The interpretation of this summary would be “events following a dose of at least the therapeutic dose level”. This leads to a “time under risk” which is similar for both placebo and the investigational drug. A comparison to the active control would be omitted, but the active control appears to be of minor importance with respect to any of these categorical analyses.

The alternative analysis is considered meaningful in the context of a TQT study, as the supra-therapeutic doses in such trials generally are generally selected so that no relevantly increased incidence of adverse events are expected.

### 4 Conclusion

In this paper, we have proposed a new study design for crossover TQT studies that collects data in two placebo periods. This design is more efficient than the usual four-period crossover design, as all comparisons of interest are performed between the active drugs and placebo; no comparisons between the active drugs are needed to meet the study objectives. The overall costs of the TQT study are expected to be reduced by 5–10% with the proposed design. Moreover, the number of subjects for the trial is reduced so that fewer subjects need to take active medication. This could be an additional advantage for TQT studies in drugs with safety limitations. Additionally, the proposed design allows for a more robust determination of the QT:RR relationship in individual subjects, and also for a check on the assumption that this relationship is stable between periods.
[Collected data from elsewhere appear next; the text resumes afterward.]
//! Revision tools: record, list, read, compare and delete single revisions

mod delete_revision;
mod diff_revisions;
mod list_revisions;
mod read_revision;
mod record_change;

pub use delete_revision::DeleteRevisionTool;
pub use diff_revisions::DiffRevisionsTool;
pub use list_revisions::ListRevisionsTool;
pub use read_revision::ReadRevisionTool;
pub use record_change::RecordChangeTool;
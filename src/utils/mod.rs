//! Utility functions and helpers
//!
//! This module contains the clock abstraction, actor lookup and atomic file writes.

pub mod atomic;
pub mod time;

pub use atomic::{atomic_write, atomic_write_with};
pub use time::{current_actor, Clock, ManualClock, SystemClock};
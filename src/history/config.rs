//! Configuration for the history store

use std::env;
use std::path::{Path, PathBuf};
use std::time::Duration;

use tracing::warn;

/// Default history root, relative to the base directory
pub const DEFAULT_HISTORY_DIR: &str = "config-history";

/// Files under the base directory that change constantly and carry no user configuration
pub const DEFAULT_EXCLUDED_FILES: [&str; 6] = [
    "queue.xml",
    "nodeMonitors.xml",
    "UpdateCenter.xml",
    "global-build-stats",
    "LockableResourcesManager.xml",
    "MilestoneStep.xml",
];

/// Delay before retrying when a revision directory name is already taken
pub const DEFAULT_CLASH_SLEEP: Duration = Duration::from_millis(500);

/// Configuration for the history store
#[derive(Debug, Clone)]
pub struct HistoryConfig {
    /// Root of all stored revisions
    pub history_root: PathBuf,
    /// Base directory of the managed instance; system configs live directly in it
    pub base_dir: PathBuf,
    /// Per-entity revision cap; `None` or `Some(0)` disables quantity purging
    pub max_entries: Option<usize>,
    /// Maximum revision age in days; `None` or `Some(0)` disables age purging
    pub max_age_days: Option<u32>,
    /// Suppress a save whose payload equals the latest revision
    pub skip_duplicates: bool,
    /// Path fragments of config files that are never recorded
    pub excluded_files: Vec<String>,
    /// Actor ids whose changes are never recorded
    pub excluded_users: Vec<String>,
    /// Allocator retry delay
    pub clash_sleep: Duration,
}

impl Default for HistoryConfig {
    fn default() -> Self {
        Self::new(".")
    }
}

impl HistoryConfig {
    /// Create config for a base directory, with history under `<base>/config-history`
    pub fn new<P: AsRef<Path>>(base_dir: P) -> Self {
        let base_dir = base_dir.as_ref().to_path_buf();
        Self {
            history_root: base_dir.join(DEFAULT_HISTORY_DIR),
            base_dir,
            max_entries: None,
            max_age_days: None,
            skip_duplicates: true,
            excluded_files: DEFAULT_EXCLUDED_FILES.iter().map(|s| s.to_string()).collect(),
            excluded_users: Vec::new(),
            clash_sleep: DEFAULT_CLASH_SLEEP,
        }
    }

    /// Place the history root; a relative path is taken relative to the base directory
    pub fn with_history_root<P: AsRef<Path>>(mut self, root: P) -> Self {
        let root = root.as_ref();
        self.history_root = if root.is_absolute() {
            root.to_path_buf()
        } else {
            self.base_dir.join(root)
        };
        self
    }

    pub fn with_max_entries(mut self, max_entries: Option<usize>) -> Self {
        self.max_entries = max_entries;
        self
    }

    pub fn with_max_age_days(mut self, max_age_days: Option<u32>) -> Self {
        self.max_age_days = max_age_days;
        self
    }

    pub fn with_skip_duplicates(mut self, skip: bool) -> Self {
        self.skip_duplicates = skip;
        self
    }

    pub fn with_excluded_users<I, S>(mut self, users: I) -> Self
    where
        I: IntoIterator<Item = S>,
        S: Into<String>,
    {
        self.excluded_users = users.into_iter().map(Into::into).collect();
        self
    }

    pub fn with_excluded_files<I, S>(mut self, files: I) -> Self
    where
        I: IntoIterator<Item = S>,
        S: Into<String>,
    {
        self.excluded_files = files.into_iter().map(Into::into).collect();
        self
    }

    pub fn with_clash_sleep(mut self, sleep: Duration) -> Self {
        self.clash_sleep = sleep;
        self
    }

    /// Build config from `CONFIG_HISTORY_*` environment variables
    pub fn from_env() -> Self {
        let base_dir = env::var("CONFIG_HISTORY_BASE_DIR").unwrap_or_else(|_| ".".to_string());
        let mut config = Self::new(base_dir);

        if let Ok(root) = env::var("CONFIG_HISTORY_ROOT") {
            if !root.trim().is_empty() {
                config = config.with_history_root(root.trim());
            }
        }
        config.max_entries = parse_limit("CONFIG_HISTORY_MAX_ENTRIES");
        config.max_age_days = parse_limit("CONFIG_HISTORY_MAX_DAYS");
        if let Ok(value) = env::var("CONFIG_HISTORY_SKIP_DUPLICATES") {
            config.skip_duplicates = !matches!(value.trim(), "false" | "0" | "no");
        }
        if let Ok(users) = env::var("CONFIG_HISTORY_EXCLUDED_USERS") {
            config.excluded_users = users
                .split(',')
                .map(str::trim)
                .filter(|u| !u.is_empty())
                .map(String::from)
                .collect();
        }
        config
    }

    /// Jobs subtree of the history root
    pub fn jobs_history_dir(&self) -> PathBuf {
        self.history_root.join(super::paths::JOBS_DIR)
    }

    /// Agents subtree of the history root
    pub fn nodes_history_dir(&self) -> PathBuf {
        self.history_root.join(super::paths::NODES_DIR)
    }

    /// Live jobs directory of the managed instance
    pub fn jobs_dir(&self) -> PathBuf {
        self.base_dir.join(super::paths::JOBS_DIR)
    }

    /// Effective quantity cap
    pub fn max_entries(&self) -> Option<usize> {
        self.max_entries.filter(|n| *n > 0)
    }

    /// Effective age limit
    pub fn max_age_days(&self) -> Option<u32> {
        self.max_age_days.filter(|d| *d > 0)
    }

    /// Whether a config file is eligible for history
    pub fn is_saveable(&self, config_file: &Path) -> bool {
        let path = config_file.to_string_lossy();
        !self
            .excluded_files
            .iter()
            .any(|fragment| !fragment.is_empty() && path.contains(fragment.as_str()))
    }

    /// Whether changes made by this actor id are ignored
    pub fn is_user_excluded(&self, user_id: &str) -> bool {
        self.excluded_users.iter().any(|u| u == user_id)
    }
}

fn parse_limit<T: std::str::FromStr>(var: &str) -> Option<T> {
    let value = env::var(var).ok()?;
    let value = value.trim();
    if value.is_empty() {
        return None;
    }
    match value.parse() {
        Ok(n) => Some(n),
        Err(_) => {
            warn!(variable = var, value, "ignoring invalid limit, purging disabled");
            None
        }
    }
}

#[cfg(test)]
mod tests {
    use super::*;

    #[test]
    fn test_default_paths() {
        let config = HistoryConfig::new("/srv/jenkins");
        assert_eq!(config.history_root, PathBuf::from("/srv/jenkins/config-history"));
        assert_eq!(config.jobs_history_dir(), PathBuf::from("/srv/jenkins/config-history/jobs"));
        assert_eq!(config.nodes_history_dir(), PathBuf::from("/srv/jenkins/config-history/nodes"));
        assert!(config.skip_duplicates);
        assert_eq!(config.clash_sleep, Duration::from_millis(500));
    }

    #[test]
    fn test_relative_history_root() {
        let config = HistoryConfig::new("/srv/jenkins").with_history_root("history");
        assert_eq!(config.history_root, PathBuf::from("/srv/jenkins/history"));

        let config = HistoryConfig::new("/srv/jenkins").with_history_root("/var/history");
        assert_eq!(config.history_root, PathBuf::from("/var/history"));
    }

    #[test]
    fn test_zero_limits_disable_purging() {
        let config = HistoryConfig::new("/tmp")
            .with_max_entries(Some(0))
            .with_max_age_days(Some(0));
        assert_eq!(config.max_entries(), None);
        assert_eq!(config.max_age_days(), None);

        let config = HistoryConfig::new("/tmp").with_max_entries(Some(5));
        assert_eq!(config.max_entries(), Some(5));
    }

    #[test]
    fn test_default_exclusions() {
        let config = HistoryConfig::new("/srv/jenkins");
        assert!(!config.is_saveable(Path::new("/srv/jenkins/queue.xml")));
        assert!(!config.is_saveable(Path::new("/srv/jenkins/nodeMonitors.xml")));
        assert!(config.is_saveable(Path::new("/srv/jenkins/config.xml")));
        assert!(config.is_saveable(Path::new("/srv/jenkins/jobs/Test1/config.xml")));
    }

    #[test]
    fn test_excluded_users() {
        let config = HistoryConfig::new("/tmp").with_excluded_users(["SYSTEM", "user1"]);
        assert!(config.is_user_excluded("SYSTEM"));
        assert!(!config.is_user_excluded("user2"));
    }
}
The trade-off for the cost saving is the longer trial duration. This longer duration might not be a crucial factor as TQT studies are often performed in parallel to a phase III program of the investigational drug. We have previously performed a four-period crossover with six weeks of washout successfully [12], and even with this trial duration, only one of 44 subjects discontinued the trial prematurely.

We have discussed implications of the design on the analysis of the trial. The considerations are necessary to account for the multiple placebo periods.

Our proposal for a new design is another example of statistical research leading to a cost reduction for TQT trials. At the time of publication of the ICH E14 guideline, TQT studies were generally 2–3 times more expensive than they are today. Some cost reduction can be attributed to more efficient measurements of the QT interval, but many other statistical aspects (e.g. definition of baseline, repeated measurements analysis, heart rate corrections) led directly to decreases in sample sizes and overall effort. Based on the data from earlier TQT trials, the statistical community has learned more about the structure and the content of this specific type of data, which will lead to improvements and finally to cost reduction for future trials.

### Notes

#### Acknowledgements

Parts of this manuscript were presented at the GMDS 2010 in Mannheim [39]. A trial using this design is currently being performed at Boehringer Ingelheim.

#### Conflicts of interest

A. Ring is employee of Boehringer Ingelheim Pharma GmbH & Co KG. Beate Walter and Anna Larbalestier receive funding from Boehringer Ingelheim Pharma GmbH & Co KG.